I also wanted to show everyone this:
I have this hanging up on my bedroom wall. It’s to remind myself of all the reasons not to do drugs and alcohol (and it’s not exhaustive… there’s about 5 other reasons on the other side). Note my number 1 reason: Cassidy & Kaden, my two children. ← So again, not very serious.
I also had a talk with my kids the other day about how they like their dad before and after the drugs & alcohol. I asked them:
“Do you guys notice any difference in me before I quit the drugs and alcohol and now?”
Cassidy: “Mmm… no, not really.”
Daddy: “Do you guys feel maybe I hurt you when I was on drugs and alcohol? Like I was abusive?”

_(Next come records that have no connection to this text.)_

use super::LoadError;
use crate::services::engine::{escape_single_quotes, EngineSession};
use crate::services::retry::RetryPolicy;
use crate::services::schema;
use crate::time::TimeRange;
use duckdb::Connection;
use futures::stream::{StreamExt, TryStreamExt};
use serde::{Deserialize, Serialize};
use std::path::Path;
use std::sync::atomic::{AtomicUsize, Ordering};
use std::sync::Arc;
use uuid::Uuid;

/// Client for the remote query-planning service. One POST carries the
/// time-range query and a row cap; the response lists partition chunks to
/// download individually.
#[derive(Clone)]
pub struct RemoteSource {
    http: reqwest::Client,
    planner_url: String,
    client_id: String,
    row_limit: u64,
}

#[derive(Debug, Serialize)]
struct PlanRequest {
    query: String,
    #[serde(rename = "clientId")]
    client_id: String,
    #[serde(rename = "rowLimit")]
    row_limit: u64,
}

#[derive(Debug, Deserialize)]
struct PlanResponse {
    #[serde(rename = "transferId")]
    #[allow(dead_code)]
    transfer_id: Option<String>,
    /// JSON string, parsed separately into [`ChunkManifest`].
    body: String,
}

#[derive(Debug, Deserialize)]
struct ChunkManifest {
    #[serde(default)]
    chunks: Vec<Chunk>,
}

#[derive(Debug, Clone, Deserialize)]
pub struct Chunk {
    pub url: String,
}

impl RemoteSource {
    pub fn new(http: reqwest::Client, planner_url: String, client_id: String, row_limit: u64) -> Self {
        Self {
            http,
            planner_url,
            client_id,
            row_limit,
        }
    }

    /// Asks the planner for the chunk list covering `range`. Non-2xx
    /// responses and malformed bodies are fatal for this load attempt.
    pub async fn plan_chunks(&self, range: &TimeRange) -> Result<Vec<Chunk>, LoadError> {
        let request = PlanRequest {
            query: format!(
                "SELECT * FROM {} WHERE {}",
                schema::PRIMARY_TABLE,
                range.filter_sql()
            ),
            client_id: self.client_id.clone(),
            row_limit: self.row_limit,
        };

        let response = self
            .http
            .post(&self.planner_url)
            .json(&request)
            .send()
            .await
            .and_then(|response| response.error_for_status())
            .map_err(|err| LoadError::RemoteFetch(format!("query planning failed: {err}")))?;
        let plan: PlanResponse = response
            .json()
            .await
            .map_err(|err| LoadError::RemoteFetch(format!("malformed planner response: {err}")))?;
        let manifest: ChunkManifest = serde_json::from_str(&plan.body)
            .map_err(|err| LoadError::RemoteFetch(format!("malformed chunk manifest: {err}")))?;
        Ok(manifest.chunks)
    }

    /// Downloads every chunk with bounded concurrency and loads each into
    /// the primary table as it arrives. Returns the total row count.
    /// `progress` observes (chunks processed, chunks total).
    pub async fn download_into_table(
        &self,
        engine: &Arc<EngineSession>,
        chunks: Vec<Chunk>,
        retry: RetryPolicy,
        workers: usize,
        scratch_dir: &Path,
        progress: impl Fn(usize, usize) + Send + Sync + 'static,
    ) -> Result<u64, LoadError> {
        let total = chunks.len();
        let processed = Arc::new(AtomicUsize::new(0));
        let progress = Arc::new(progress);
        tokio::fs::create_dir_all(scratch_dir)
            .await
            .map_err(|err| LoadError::RemoteFetch(format!("failed to create scratch dir: {err}")))?;

        let counts: Vec<u64> = futures::stream::iter(chunks.into_iter().map(|chunk| {
            let http = self.http.clone();
            let engine = Arc::clone(engine);
            let scratch_dir = scratch_dir.to_path_buf();
            let processed = Arc::clone(&processed);
            let progress = Arc::clone(&progress);
            async move {
                let inserted =
                    fetch_one_chunk(&http, &engine, &chunk, retry, &scratch_dir).await?;
                let done = processed.fetch_add(1, Ordering::SeqCst) + 1;
                progress(done, total);
                Ok::<u64, LoadError>(inserted)
            }
        }))
        .buffer_unordered(workers.max(1))
        .try_collect()
        .await?;

        Ok(counts.iter().sum())
    }
}

async fn fetch_one_chunk(
    http: &reqwest::Client,
    engine: &Arc<EngineSession>,
    chunk: &Chunk,
    retry: RetryPolicy,
    scratch_dir: &Path,
) -> Result<u64, LoadError> {
    let download = {
        let http = http.clone();
        let url = chunk.url.clone();
        move || {
            let http = http.clone();
            let url = url.clone();
            async move {
                http.get(&url)
                    .send()
                    .await
                    .and_then(|response| response.error_for_status())?
                    .bytes()
                    .await
            }
        }
    };
    let bytes = retry
        .run("chunk download", download)
        .await
        .map_err(|err| LoadError::RemoteFetch(format!("failed to download {}: {err}", chunk.url)))?;

    let scratch = scratch_dir.join(format!("chunk_{}.parquet", Uuid::new_v4().simple()));
    tokio::fs::write(&scratch, &bytes)
        .await
        .map_err(|err| LoadError::RemoteFetch(format!("failed to stage chunk: {err}")))?;

    let path = scratch.clone();
    let result = engine
        .run(move |conn| insert_chunk(conn, &path))
        .await
        .map_err(|err| LoadError::RemoteFetch(format!("failed to load chunk into engine: {err}")));

    if let Err(err) = tokio::fs::remove_file(&scratch).await {
        tracing::warn!(path = %scratch.display(), error = %err, "failed to remove chunk scratch file");
    }
    result
}

/// Loads one staged chunk file. The first chunk creates the primary table
/// from the file's own schema; later chunks append by column name. Both
/// steps happen under the session lock, so concurrent chunk tasks cannot
/// race the existence check.
fn insert_chunk(conn: &Connection, path: &Path) -> duckdb::Result<u64> {
    let file = escape_single_quotes(&path.display().to_string());
    if schema::table_exists(conn, schema::PRIMARY_TABLE)? {
        let changed = conn.execute(
            &format!(
                "INSERT INTO \"{}\" BY NAME SELECT * FROM read_parquet('{file}', union_by_name = true)",
                schema::PRIMARY_TABLE
            ),
            [],
        )?;
        Ok(changed as u64)
    } else {
        conn.execute_batch(&format!(
            "CREATE TABLE \"{}\" AS SELECT * FROM read_parquet('{file}', union_by_name = true)",
            schema::PRIMARY_TABLE
        ))?;
        let mut stmt = conn.prepare(&format!(
            "SELECT count(*) FROM \"{}\"",
            schema::PRIMARY_TABLE
        ))?;
        let count: i64 = stmt.query_row([], |row| row.get(0))?;
        Ok(count as u64)
    }
}

#[cfg(test)]
mod tests {
    use super::*;
    use crate::test_support::write_chunk_file;
    use anyhow::Result;

    #[test]
    fn first_chunk_creates_then_later_chunks_append() -> Result<()> {
        let temp = tempfile::tempdir()?;
        let chunk_a = temp.path().join("a.parquet");
        let chunk_b = temp.path().join("b.parquet");
        write_chunk_file(&chunk_a, 250, 8)?;
        write_chunk_file(&chunk_b, 250, 9)?;

        let conn = Connection::open_in_memory()?;
        assert_eq!(insert_chunk(&conn, &chunk_a)?, 250);
        assert_eq!(insert_chunk(&conn, &chunk_b)?, 250);

        let count: i64 = conn
            .prepare("SELECT count(*) FROM jobs")?
            .query_row([], |row| row.get(0))?;
        assert_eq!(count, 500);
        Ok(())
    }

    #[test]
    fn chunk_manifest_parses_from_nested_body() -> Result<()> {
        let body = serde_json::json!({
            "transferId": "t-123",
            "body": "{\"chunks\": [{\"url\": \"https://example.invalid/a.parquet\"}]}"
        });
        let plan: PlanResponse = serde_json::from_value(body)?;
        let manifest: ChunkManifest = serde_json::from_str(&plan.body)?;
        assert_eq!(manifest.chunks.len(), 1);
        assert_eq!(manifest.chunks[0].url, "https://example.invalid/a.parquet");
        Ok(())
    }

    #[test]
    fn empty_manifest_parses_to_no_chunks() -> Result<()> {
        let manifest: ChunkManifest = serde_json::from_str("{\"chunks\": []}")?;
        assert!(manifest.chunks.is_empty());
        let manifest: ChunkManifest = serde_json::from_str("{}")?;
        assert!(manifest.chunks.is_empty());
        Ok(())
    }
}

Cassidy: “Abusive? What do you mean?”
Daddy: “Well, some people on ILP think maybe I did you guys harm when I was on drugs and alcohol or that I was abusive.”

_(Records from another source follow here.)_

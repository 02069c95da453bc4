use axum::extract::State;
use axum::routing::{get, post};
use axum::{Json, Router};
use chrono::{DateTime, Utc};

use crate::error::{AppError, AppResult};
use crate::services::acquire::{DataSource, LoadRequest, LoadStatus};
use crate::state::AppState;
use crate::time::TimeRange;

#[derive(Debug, Clone, serde::Deserialize, utoipa::ToSchema)]
pub struct LoadParams {
    pub start: DateTime<Utc>,
    pub end: DateTime<Utc>,
    #[serde(default)]
    pub source: Option<DataSource>,
    #[serde(default)]
    pub demo_fallback: bool,
}

#[derive(Debug, Clone, serde::Serialize, utoipa::ToSchema)]
pub struct LoadResponse {
    pub table: String,
    pub rows: u64,
}

#[utoipa::path(
    post,
    path = "/api/load",
    request_body = LoadParams,
    responses(
        (status = 200, description = "Load reached Ready", body = LoadResponse),
        (status = 404, description = "No data available for the selection"),
        (status = 502, description = "Remote fetch failed"),
        (status = 503, description = "Analytical engine unavailable"),
    )
)]
pub(crate) async fn start_load_handler(
    State(state): State<AppState>,
    Json(params): Json<LoadParams>,
) -> AppResult<Json<LoadResponse>> {
    let range = TimeRange::new(params.start, params.end, state.config.max_range_days)
        .map_err(|err| AppError::bad_request(err.to_string()))?;

    // Persist the selection before the load: export defaults should follow
    // the last thing the user asked for, even if this load fails.
    if let Err(err) = state.selection.save(&range) {
        tracing::warn!(error = %err, "failed to persist time-range selection");
    }

    let resolved = state
        .pipeline
        .load(LoadRequest {
            range,
            source: params.source.unwrap_or(DataSource::Auto),
            demo_fallback: params.demo_fallback,
        })
        .await?;

    Ok(Json(LoadResponse {
        table: resolved.table,
        rows: resolved.rows,
    }))
}

#[utoipa::path(
    get,
    path = "/api/load/status",
    responses((status = 200, description = "Current load status", body = LoadStatus))
)]
pub(crate) async fn load_status_handler(State(state): State<AppState>) -> Json<LoadStatus> {
    Json(state.pipeline.status())
}

pub fn router() -> Router<AppState> {
    Router::new()
        .route("/load", post(start_load_handler))
        .route("/load/status", get(load_status_handler))
}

Cassidy laughs: “Who thinks that?!?!”
Daddy: “Arc does. Some other guy named Pedro. But sometimes it’s true. Some alcoholic or drug addict parents end up abusing their children. Arc’s mom was like that. But she thinks it’s the alcohol itself that makes the parent abusive. The alcohol can exacerbate the abuse but usually an abusive parent is abusive for a much deeper reason, something that was there long before they started drinking alcohol. In fact, the alcohol is usually more a symptom than a cause. But not all alcoholic or drug addict parents are like that. I hope I wasn’t like that with you guys.”
Kaden: “Well, we WERE, daddy!!! You were a TERRIBLE daddy!!! You were just sooo terrible!!!” ← He said it with a huge grin on his face. He likes to joke around like that.
I’m also reminded of something Cas said to me the other day: “You’re an awesome daddy.”
Me: “Oh yeah? Why’s that?”
Cas: “Because when I jump into your arms, you catch me and you hold me.”
Me: “Yeah? Other daddies don’t do that?”
Cas: “No, most of them say they’re too tired, or too busy, or some other excuse. But you don’t.”
Now just in case I have inflicted irreversible damage on my kids and we’re all in denial about it (as Arc and Pedro are bound to point out), I’m going to schedule a visit to my son’s therapist probably sometimes in October. She’s a child psychologist who would know the signs of abuse in children, maybe even due to alcohol or drug addiction, and I’m going to ask her if she’s seen any signs of that in Kaden. I’ll report back with the results.